よき日
父が退院し、1ヶ月振りに実家に帰ってきた。
『父の日』の前日。
母から「お父さんがトイレで動けなくなっているから来て!」との連絡を受け駆け付け、すぐに救急車を呼び搬送された父。
病院では重度の肺炎と診断され、日頃の不摂生からの数々の病気も判明し、少し長めの入院となった。
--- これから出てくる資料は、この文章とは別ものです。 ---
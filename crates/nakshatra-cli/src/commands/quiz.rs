//! Interactive questionnaire.
//!
//! The session is saved after every change so an interrupted quiz resumes
//! where it stopped. Snapshots from another version are discarded.

use crate::cli::QuizArgs;
use crate::config::Config;
use crate::error::{CliError, Result};
use crate::messages::Messages;
use crate::output::Formatter;
use crate::report;
use nakshatra_catalog::Catalog;
use nakshatra_domain::traits::MessageCatalog;
use nakshatra_domain::{Likert, Question, QuizSession};
use nakshatra_share::SessionSnapshot;
use rustyline::error::ReadlineError;
use rustyline::DefaultEditor;
use std::fs;
use std::path::Path;
use tracing::{debug, info, warn};

/// One line of quiz input.
#[derive(Debug, Clone, Copy, PartialEq, Eq)]
pub enum QuizInput {
    /// A Likert response 1-5
    Answer(i64),
    /// Next question
    Next,
    /// Previous question
    Back,
    /// Jump to a 1-based question number
    Goto(usize),
    /// Clear every response
    Reset,
    /// Show the key bindings
    Help,
    /// Save and leave
    Quit,
}

/// What the loop should do after an input.
#[derive(Debug, Clone, Copy, PartialEq, Eq)]
pub enum Step {
    /// Show the current question again
    Continue,
    /// Every question is answered; show results
    Finished,
    /// Leave without results
    Quit,
}

/// Parse one line of quiz input.
pub fn parse_quiz_input(line: &str) -> Result<QuizInput> {
    let parts: Vec<&str> = line.split_whitespace().collect();

    match parts.as_slice() {
        [n] if n.chars().all(|c| c.is_ascii_digit()) => n
            .parse()
            .map(QuizInput::Answer)
            .map_err(|_| CliError::InvalidInput(format!("Not a response: {}", n))),
        ["n" | "next"] => Ok(QuizInput::Next),
        ["b" | "back" | "p" | "prev"] => Ok(QuizInput::Back),
        ["g" | "goto", n] => n
            .parse()
            .map(QuizInput::Goto)
            .map_err(|_| CliError::InvalidInput(format!("Not a question number: {}", n))),
        ["reset"] => Ok(QuizInput::Reset),
        ["help" | "?"] => Ok(QuizInput::Help),
        ["q" | "quit" | "exit"] => Ok(QuizInput::Quit),
        _ => Err(CliError::InvalidInput(format!(
            "Unknown input: {}. Type 'help' for options.",
            line
        ))),
    }
}

/// Apply an input to the session.
///
/// Answering moves to the next question; answering the last unanswered
/// question finishes the quiz.
pub fn apply(session: &mut QuizSession<'_>, input: QuizInput) -> Result<Step> {
    match input {
        QuizInput::Answer(value) => {
            session.answer_current(value)?;
            if session.is_complete() {
                return Ok(Step::Finished);
            }
            if !session.next() {
                // Last question answered but earlier ones are still open
                let open = first_unanswered(session).unwrap_or(0);
                session.go_to(open)?;
            }
        }
        QuizInput::Next => {
            if !session.can_proceed() {
                return Err(CliError::InvalidInput("Answer this question first".to_string()));
            }
            session.next();
        }
        QuizInput::Back => {
            session.previous();
        }
        QuizInput::Goto(number) => {
            session.go_to(number.saturating_sub(1))?;
        }
        QuizInput::Reset => session.reset(),
        QuizInput::Help => {}
        QuizInput::Quit => return Ok(Step::Quit),
    }
    Ok(Step::Continue)
}

fn first_unanswered(session: &QuizSession<'_>) -> Option<usize> {
    session
        .questions()
        .iter()
        .position(|q| session.response_for(&q.id).is_none())
}

/// Write the session snapshot.
pub fn save_session(path: &Path, session: &QuizSession<'_>) -> Result<()> {
    if let Some(parent) = path.parent() {
        fs::create_dir_all(parent)?;
    }
    fs::write(path, SessionSnapshot::capture(session).to_json()?)?;
    debug!(path = %path.display(), "saved quiz session");
    Ok(())
}

/// Load a saved session; unusable snapshots are removed and ignored.
pub fn load_session<'c>(path: &Path, questions: &'c [Question]) -> Result<Option<QuizSession<'c>>> {
    if !path.exists() {
        return Ok(None);
    }

    let contents = fs::read_to_string(path)?;
    let restored = SessionSnapshot::from_json(&contents).and_then(|s| s.restore(questions));
    match restored {
        Ok(session) => {
            info!(path = %path.display(), answered = session.responses().len(), "resumed quiz session");
            Ok(Some(session))
        }
        Err(e) => {
            if e.is_legacy() {
                info!(path = %path.display(), "discarding snapshot from another version");
            } else {
                warn!(path = %path.display(), error = %e, "discarding unreadable snapshot");
            }
            fs::remove_file(path)?;
            Ok(None)
        }
    }
}

/// Execute the quiz command.
pub fn execute_quiz(
    args: QuizArgs,
    config: &Config,
    catalog: &Catalog,
    messages: &Messages,
    formatter: &Formatter,
) -> Result<()> {
    let path = config.session_path()?;
    let questions = catalog.questions();

    let mut session = if args.fresh {
        QuizSession::new(questions)
    } else {
        match load_session(&path, questions)? {
            Some(session) => {
                let progress = session.progress();
                println!(
                    "{}",
                    formatter.info(&format!(
                        "Resuming saved quiz ({}/{} answered). Use --fresh to start over.",
                        progress.answered, progress.total
                    ))
                );
                session
            }
            None => QuizSession::new(questions),
        }
    };

    if let Some(position) = session.result() {
        print_results(&position, catalog, messages, formatter)?;
        return Ok(());
    }

    let mut editor = DefaultEditor::new().map_err(editor_error)?;

    println!("{}", formatter.info("Answer 1-5, 'b' to go back, 'help' for more, 'q' to quit"));

    loop {
        let Some(question) = session.current_question() else {
            return Err(CliError::Config("The question catalog is empty".to_string()));
        };
        print_question(&session, question, messages);

        match editor.readline("> ") {
            Ok(line) => {
                let line = line.trim();
                if line.is_empty() {
                    continue;
                }

                let step = parse_quiz_input(line).and_then(|input| {
                    if input == QuizInput::Help {
                        print_help();
                    }
                    apply(&mut session, input)
                });

                match step {
                    Ok(Step::Continue) => save_session(&path, &session)?,
                    Ok(Step::Finished) => {
                        let position = session.calculate()?;
                        save_session(&path, &session)?;
                        print_results(&position, catalog, messages, formatter)?;
                        break;
                    }
                    Ok(Step::Quit) => {
                        save_session(&path, &session)?;
                        println!("{}", formatter.success("Progress saved."));
                        break;
                    }
                    Err(e) => eprintln!("{}", formatter.error(&e.to_string())),
                }
            }
            Err(ReadlineError::Interrupted) => {
                println!("{}", formatter.info("Use 'q' to save and quit"));
            }
            Err(ReadlineError::Eof) => {
                save_session(&path, &session)?;
                break;
            }
            Err(err) => {
                eprintln!("{}", formatter.error(&format!("Error: {}", err)));
                break;
            }
        }
    }

    Ok(())
}

fn editor_error(err: ReadlineError) -> CliError {
    CliError::Io(std::io::Error::other(format!("Failed to initialize editor: {}", err)))
}

fn print_question(session: &QuizSession<'_>, question: &Question, messages: &Messages) {
    let progress = session.progress();
    println!();
    println!(
        "[{}/{}] {}",
        progress.current,
        progress.total,
        messages.resolve(&format!("axes.{}.name", question.axis.as_str()))
    );
    println!("{}", question.text.as_deref().unwrap_or(question.id.as_str()));

    let current = session.response_for(&question.id);
    let scale: Vec<String> = Likert::ALL
        .iter()
        .map(|likert| {
            let marker = if Some(*likert) == current { "*" } else { " " };
            format!("{}{} {}", marker, likert.value(), messages.resolve(&likert.key()))
        })
        .collect();
    println!("  {}", scale.join("  "));
}

fn print_results(
    position: &nakshatra_domain::Position,
    catalog: &Catalog,
    messages: &Messages,
    formatter: &Formatter,
) -> Result<()> {
    let explanation = report::explain(position, catalog, messages)?;
    println!();
    println!("{}", formatter.format_explanation(&explanation)?);
    Ok(())
}

fn print_help() {
    println!("  1-5         answer the current question");
    println!("  n, next     next question (once answered)");
    println!("  b, back     previous question");
    println!("  g <n>       jump to question n");
    println!("  reset       clear every answer");
    println!("  q, quit     save and quit");
}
トイレで動けなくなっている父を見た時はひどく狼狽した。
しかし、ママが私のあとをすぐに息せききって追いかけてきて、冷静に父の脈などを計るなどしながら救急車が来るまでの対処をしてくれたので、本当に助かった。
改めて「看護師はスゴい」と感じた。
「優しいけど、基本的に人の言うことはきかない」性分の父だが、今回のことはかなり堪えたようで、
「反省した。あきちゃん(ママ)にも感謝している。孫の成長をもう見られなくなるのはツラすぎるので、リハビリ等々頑張るから」
と、父としては珍しく、入院中は先生や理学療法士の言い付けをしっかり守ったようで、
昨日仕事からの帰宅後に家族全員で実家に父の様子を確認しに行くと、随分とスッキリした身体になっていた。
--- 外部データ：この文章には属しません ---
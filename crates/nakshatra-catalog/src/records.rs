//! On-disk record types and their conversion to domain values
//!
//! Catalog files deserialize into these records; the conversion functions
//! are the only place where authored scales are mapped onto [-1, +1].

use std::collections::BTreeMap;

use nakshatra_domain::{AttributeValue, Axis, Entity, EntityKind, Position, Question, QuestionId};
use serde::{Deserialize, Serialize};

use crate::CatalogError;

/// Question ids may be written as strings (`"ST_01"`) or bare numbers
#[derive(Debug, Clone, PartialEq, Eq, Serialize, Deserialize)]
#[serde(untagged)]
pub enum RecordId {
    /// Textual id
    Text(String),
    /// Numeric id, kept as its decimal string
    Number(u32),
}

impl From<RecordId> for QuestionId {
    fn from(id: RecordId) -> Self {
        match id {
            RecordId::Text(s) => QuestionId::new(s),
            RecordId::Number(n) => QuestionId::from(n),
        }
    }
}

/// A question catalog file
#[derive(Debug, Clone, Serialize, Deserialize)]
pub struct QuestionFile {
    /// Authoring version, informational only
    #[serde(default)]
    pub version: Option<u32>,

    /// Questions in presentation order
    pub questions: Vec<QuestionRecord>,
}

/// A single question as authored
#[derive(Debug, Clone, Serialize, Deserialize)]
pub struct QuestionRecord {
    /// Question id
    pub id: RecordId,

    /// Axis name (`statism`, `recognition`, `sid`)
    pub axis: String,

    /// Whether agreement moves towards the negative pole
    #[serde(default)]
    pub reverse: bool,

    /// Positive weight (default 1.0)
    #[serde(default = "default_weight")]
    pub weight: f64,

    /// Optional grouping label
    #[serde(default)]
    pub category: Option<String>,

    /// Statement shown to the respondent
    #[serde(default)]
    pub text: Option<String>,
}

fn default_weight() -> f64 {
    1.0
}

/// A party or leader catalog file
#[derive(Debug, Clone, Serialize, Deserialize)]
pub struct EntityFile {
    /// `party` or `leader`; callers may override
    #[serde(default)]
    pub kind: Option<String>,

    /// Authored coordinate range is `[-scale, +scale]`
    #[serde(default = "default_scale")]
    pub scale: f64,

    /// Entities in catalog order
    pub entities: Vec<EntityRecord>,
}

fn default_scale() -> f64 {
    1.0
}

/// A single entity as authored
#[derive(Debug, Clone, Serialize, Deserialize)]
pub struct EntityRecord {
    /// Stable id
    pub id: String,

    /// Full name
    pub name: String,

    /// Abbreviation
    #[serde(default, alias = "abbreviation")]
    pub short_name: Option<String>,

    /// Display colour
    #[serde(default)]
    pub color: Option<String>,

    /// Coordinates on the file's scale
    pub position: PositionRecord,

    /// Opaque metadata
    #[serde(default)]
    pub attributes: BTreeMap<String, AttributeRecord>,
}

/// An attribute as authored: a string, a whole number or a list of strings
#[derive(Debug, Clone, PartialEq, Serialize, Deserialize)]
#[serde(untagged)]
pub enum AttributeRecord {
    /// Plain text
    Text(String),
    /// Whole number such as a founding year, kept as text in memory
    Number(i64),
    /// Tags or policy lists
    List(Vec<String>),
}

impl From<AttributeRecord> for AttributeValue {
    fn from(record: AttributeRecord) -> Self {
        match record {
            AttributeRecord::Text(text) => AttributeValue::Text(text),
            AttributeRecord::Number(n) => AttributeValue::Text(n.to_string()),
            AttributeRecord::List(items) => AttributeValue::List(items),
        }
    }
}

/// Position as authored
#[derive(Debug, Clone, Copy, Serialize, Deserialize)]
pub struct PositionRecord {
    /// Statism coordinate
    pub statism: f64,
    /// Recognition coordinate
    pub recognition: f64,
    /// SID coordinate
    pub sid: f64,
}

/// Convert a question record to a domain question
pub fn question_from_record(record: QuestionRecord) -> Result<Question, CatalogError> {
    let id = QuestionId::from(record.id);
    let axis: Axis = record.axis.parse().map_err(|_| CatalogError::InvalidRecord {
        id: id.to_string(),
        reason: format!("unknown axis '{}'", record.axis),
    })?;

    Ok(Question {
        id,
        axis,
        reverse: record.reverse,
        weight: record.weight,
        category: record.category,
        text: record.text,
    })
}

/// Convert a domain question back to its record form
pub fn question_to_record(question: &Question) -> QuestionRecord {
    QuestionRecord {
        id: RecordId::Text(question.id.to_string()),
        axis: question.axis.as_str().to_string(),
        reverse: question.reverse,
        weight: question.weight,
        category: question.category.clone(),
        text: question.text.clone(),
    }
}

/// Resolve the entity kind of a file, preferring an explicit override
pub fn resolve_kind(file: &EntityFile, kind: Option<EntityKind>) -> Result<EntityKind, CatalogError> {
    if let Some(kind) = kind {
        return Ok(kind);
    }
    let declared = file.kind.as_deref().unwrap_or("party");
    EntityKind::parse(declared).ok_or_else(|| CatalogError::InvalidRecord {
        id: "kind".to_string(),
        reason: format!("unknown entity kind '{}'", declared),
    })
}

/// Convert an entity record, dividing its coordinates by `scale`
pub fn entity_from_record(
    record: EntityRecord,
    kind: EntityKind,
    scale: f64,
) -> Result<Entity, CatalogError> {
    if !(scale.is_finite() && scale > 0.0) {
        return Err(CatalogError::InvalidRecord {
            id: record.id,
            reason: format!("scale must be positive, got {}", scale),
        });
    }

    let p = record.position;
    let position = Position::from_scaled(p.statism, p.recognition, p.sid, scale).map_err(|e| {
        CatalogError::InvalidRecord {
            id: record.id.clone(),
            reason: e.to_string(),
        }
    })?;

    Ok(Entity {
        id: record.id,
        kind,
        position,
        name: record.name,
        short_name: record.short_name,
        color: record.color,
        attributes: record
            .attributes
            .into_iter()
            .map(|(key, value)| (key, value.into()))
            .collect(),
    })
}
自宅に帰り夕食をとると、緊張が解けたのかリビングでいつの間にか寝てしまった。
目が覚めてトイレに入ると、風呂場の脱衣所から長男とママの会話が聞こえてきた。
「僕はママの子どもに生まれてきて、本当によかったよ」
「ママもパパと結婚して、Yちゃん(長男)とKちゃん(次男)に会えてハッピーハッピーだよ」
息子は相変わらずママをキュンキュンさせる術を心得ている。
私は泣いているのがバレないように静かにトイレから出て、再びリビングで寝ていることにした(笑)。
日本ハムも勝ったし、昨日は本当に特別な『佳き日』になった。
何も毎日が『佳き日』であることを望んでいるわけではない。
これからもささやかな『良き日』を淡々と積み重ねていきたい。
そんな風に思いながら、今日も穏やかに働いている。